São Paulo, quinta-feira, 22 de fevereiro de 1996
Texto Anterior | Próximo Texto | Índice

Como os bancos fogem do IR

ALOYSIO BIONDI

Essa história de que os bancos estão brigando na Justiça para pagar menos Imposto de Renda, e por isso a arrecadação do Tesouro caiu, é apenas meia verdade.
Na realidade, os bancos estão usando de expedientes para provocar falsa redução nos lucros (mesmo assim, fantásticos) nos balanços de 95 e deixar de recolher IR.
Quem revela a estratégia são os próprios diretores dos bancos, em entrevistas surgidas diariamente na imprensa. Para entender o que está acontecendo:
. Briga legal - como largamente noticiado, Banco Central e Receita Federal têm regras diferentes, que os bancos devem seguir, na elaboração de seus balanços.
Tanto o BC quanto o Leão permitem que as dívidas não pagas dentro do prazo pelos clientes dos bancos sejam lançadas como prejuízos temporários, reduzindo os lucros.
Mais claramente: os bancos podem fazer "reservas", ou provisões, para garantir a cobertura desses débitos em atraso, se eles realmente nunca forem pagos.
Onde a diferença? Nos prazos de atraso. O Banco Central permite que os "prejuízos" sejam lançados depois de um atraso de 60 dias. A secretaria da Receita, somente depois de um ano e esgotadas as possibilidades de cobrança.
Os bancos entraram na Justiça querendo adotar apenas os critérios do BC e, com isso, suspenderam parcialmente o pagamento do IR. A queda da arrecadação no setor chegou aos 60% em janeiro.
. A estratégia - até aí, tudo normal: recorrer à Justiça é direito de todos.
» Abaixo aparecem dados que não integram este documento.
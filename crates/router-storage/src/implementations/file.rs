//! File-based storage backend: one file per key under a base directory.

use crate::{StorageError, StorageInterface};
use async_trait::async_trait;
use router_types::{ConfigSchema, Field, FieldType, Schema, ValidationError};
use std::path::PathBuf;
use tokio::fs;
use tracing::debug;

const EXTENSION: &str = "json";

pub struct FileStorage {
	base_path: PathBuf,
}

impl FileStorage {
	pub fn new(base_path: PathBuf) -> Self {
		Self { base_path }
	}

	/// Maps a key to its file. Characters outside `[A-Za-z0-9_-]` are written
	/// as `%XX` so the key can be recovered from the file name.
	fn file_path(&self, key: &str) -> PathBuf {
		self.base_path.join(format!("{}.{}", encode_key(key), EXTENSION))
	}
}

fn encode_key(key: &str) -> String {
	let mut out = String::with_capacity(key.len());
	for byte in key.bytes() {
		if byte.is_ascii_alphanumeric() || byte == b'-' || byte == b'_' {
			out.push(byte as char);
		} else {
			out.push_str(&format!("%{:02X}", byte));
		}
	}
	out
}

fn decode_key(name: &str) -> Option<String> {
	let mut bytes = Vec::with_capacity(name.len());
	let mut iter = name.bytes();
	while let Some(byte) = iter.next() {
		if byte == b'%' {
			let hi = iter.next()?;
			let lo = iter.next()?;
			let pair = [hi, lo];
			let text = std::str::from_utf8(&pair).ok()?;
			bytes.push(u8::from_str_radix(text, 16).ok()?);
		} else {
			bytes.push(byte);
		}
	}
	String::from_utf8(bytes).ok()
}

fn backend(e: std::io::Error) -> StorageError {
	StorageError::Backend(e.to_string())
}

pub struct FileStorageSchema;

impl ConfigSchema for FileStorageSchema {
	fn validate(&self, config: &toml::Value) -> Result<(), ValidationError> {
		let schema = Schema::new(
			vec![],
			vec![Field::new("storage_path", FieldType::String).with_validator(|v| {
				match v.as_str() {
					Some("") => Err("storage_path must not be empty".to_string()),
					_ => Ok(()),
				}
			})],
		);
		schema.validate(config)
	}
}

#[async_trait]
impl StorageInterface for FileStorage {
	fn config_schema(&self) -> Box<dyn ConfigSchema> {
		Box::new(FileStorageSchema)
	}

	async fn get_bytes(&self, key: &str) -> Result<Vec<u8>, StorageError> {
		match fs::read(self.file_path(key)).await {
			Ok(data) => Ok(data),
			Err(e) if e.kind() == std::io::ErrorKind::NotFound => {
				Err(StorageError::NotFound(key.to_string()))
			}
			Err(e) => Err(backend(e)),
		}
	}

	async fn set_bytes(&self, key: &str, value: Vec<u8>) -> Result<(), StorageError> {
		let path = self.file_path(key);
		fs::create_dir_all(&self.base_path).await.map_err(backend)?;

		// Write to a temp file then rename so readers never see a torn record.
		let temp_path = path.with_extension("tmp");
		fs::write(&temp_path, value).await.map_err(backend)?;
		fs::rename(&temp_path, &path).await.map_err(backend)?;

		debug!("Stored {} at {}", key, path.display());
		Ok(())
	}

	async fn delete(&self, key: &str) -> Result<(), StorageError> {
		match fs::remove_file(self.file_path(key)).await {
			Ok(_) => Ok(()),
			Err(e) if e.kind() == std::io::ErrorKind::NotFound => Ok(()),
			Err(e) => Err(backend(e)),
		}
	}

	async fn exists(&self, key: &str) -> Result<bool, StorageError> {
		fs::try_exists(self.file_path(key)).await.map_err(backend)
	}

	async fn keys(&self, prefix: &str) -> Result<Vec<String>, StorageError> {
		let mut dir = match fs::read_dir(&self.base_path).await {
			Ok(dir) => dir,
			Err(e) if e.kind() == std::io::ErrorKind::NotFound => return Ok(Vec::new()),
			Err(e) => return Err(backend(e)),
		};

		let suffix = format!(".{}", EXTENSION);
		let mut keys = Vec::new();
		while let Some(entry) = dir.next_entry().await.map_err(backend)? {
			let name = entry.file_name();
			let Some(stem) = name.to_str().and_then(|n| n.strip_suffix(&suffix)) else {
				continue;
			};
			if let Some(key) = decode_key(stem) {
				if key.starts_with(prefix) {
					keys.push(key);
				}
			}
		}
		keys.sort();
		Ok(keys)
	}
}

/// Factory function to create a file backend from configuration.
///
/// Configuration parameters:
/// - `storage_path`: Base directory for stored records (default: "./data/journal")
pub fn create_storage(config: &toml::Value) -> Result<Box<dyn StorageInterface>, StorageError> {
	FileStorageSchema
		.validate(config)
		.map_err(|e| StorageError::InvalidConfig(e.to_string()))?;

	let storage_path = config
		.get("storage_path")
		.and_then(|v| v.as_str())
		.unwrap_or("./data/journal");

	Ok(Box::new(FileStorage::new(PathBuf::from(storage_path))))
}

#[cfg(test)]
mod tests {
	use super::*;
	use tempfile::TempDir;

	#[test]
	fn test_key_encoding_is_reversible() {
		for key in ["executions:1b4e-28ba", "a/b c", "plain_key", "ünï"] {
			let encoded = encode_key(key);
			assert!(!encoded.contains(['/', ':', ' ']));
			assert_eq!(decode_key(&encoded).as_deref(), Some(key));
		}
	}

	#[tokio::test]
	async fn test_file_round_trip() {
		let dir = TempDir::new().unwrap();
		let storage = FileStorage::new(dir.path().join("journal"));

		assert!(matches!(
			storage.get_bytes("executions:x").await,
			Err(StorageError::NotFound(_))
		));
		assert!(storage.keys("executions:").await.unwrap().is_empty());

		storage.set_bytes("executions:x", b"one".to_vec()).await.unwrap();
		storage.set_bytes("executions:x", b"two".to_vec()).await.unwrap();
		storage.set_bytes("other:y", b"3".to_vec()).await.unwrap();

		assert_eq!(storage.get_bytes("executions:x").await.unwrap(), b"two");
		assert!(storage.exists("executions:x").await.unwrap());
		assert_eq!(
			storage.keys("executions:").await.unwrap(),
			vec!["executions:x".to_string()]
		);

		storage.delete("executions:x").await.unwrap();
		storage.delete("executions:x").await.unwrap();
		assert!(!storage.exists("executions:x").await.unwrap());
	}

	#[test]
	fn test_factory_validates() {
		let bad: toml::Value = toml::from_str("storage_path = 5").unwrap();
		assert!(create_storage(&bad).is_err());
		let empty: toml::Value = toml::from_str("storage_path = \"\"").unwrap();
		assert!(create_storage(&empty).is_err());
		let ok: toml::Value = toml::from_str("storage_path = \"/tmp/x\"").unwrap();
		assert!(create_storage(&ok).is_ok());
	}
}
Mas os bancos estão indo bem mais longe para reduzir o IR: estão lançando nos balanços reservas "inchadas", muito acima dos limites determinados pelo Banco Central, reduzindo artificialmente os lucros e o IR.
. Confissões - a prática é generalizada, mas bastam três exemplos para avaliar a extensão dessa estratégia, retirados de entrevistas de diretores dos bancos.
Banco A - lucro de R$ 150 milhões, ou 11% sobre o patrimônio: as provisões subiram 13 vezes, para R$ 250 milhões. Causa: o banco "chegou a considerar como empréstimos em atraso os que não haviam sido pagos um dia (sic, sic) depois do vencimento".
Banco B - lucro de R$ 540 milhões, ou 11% sobre o patrimônio: provisões de R$ 970 milhões, ou iguais a 1,6 vez os créditos duvidosos de R$ 610 milhões.
Banco C - lucro de R$ 33,5 milhões, ou 23% sobre o patrimônio: as provisões subiram 475%, para R$ 13,8 milhões. Causa: "O BC faculta aos bancos provisionar 20% dos créditos em atraso há 60 dias, mas decidimos provisionar 100%".
O rombo
Em 1995, o Imposto de Renda pago pelos bancos, com base nos lucros de 1994, ficou na faixa dos R$ 3,0 bilhões. Neste ano, com o aumento dos ganhos, poderá chegar aos R$ 4,0 bilhões. Prevê-se queda de 50%. Ou menos R$ 2,0 bilhões.
Os lucros
As maiores empresas brasileiras lucraram, em média, 2% sobre o patrimônio líquido em 1995, de acordo com os primeiros balanços divulgados.
Grandes bancos vêm declarando lucros de 12% sobre o patrimônio. Pequenos e médios bancos, de 20% a 30%. Nos dois casos, podem ter sido o dobro -como mostram as "provisões" inchadas...
Mito
Os bancos ganharam várias reduções de impostos na "reforma tributária" do governo FHC. Como é mesmo aquela historinha neoliberal de que só há sonegação quando impostos são excessivos?
Escalpelados
Os lucros dos bancos vieram, em grande parte, do salto nas receitas das "tarifas". Descobre-se agora que há bancos cobrando 20%, ao ano, para administrar o dinheiro dos clientes aplicados em funções similares.
Como essas aplicações vêm rendendo na faixa de 25% ao ano, sobram ridículos 5% ao ano para os donos do dinheiro. Há casos de até 0,17% de rendimento ao mês.
Polianas
Ao longo de janeiro, o noticiário otimista tentou mostrar que a economia ia bem, obrigado.
Uma "prova" insistentemente citada: as vendas de embalagem de papelão estariam aquecidas. Desempenho real, noticiado escondidinho: houve queda de 13,5% sobre janeiro de 1995.
Dólar
Bom lembrar: o ano fiscal nos EUA e em outros países ricos é fechado em março. Para fechar seus balanços, filiais de multinacionais costumam remeter dólares de volta aos países de origem a partir do final de fevereiro.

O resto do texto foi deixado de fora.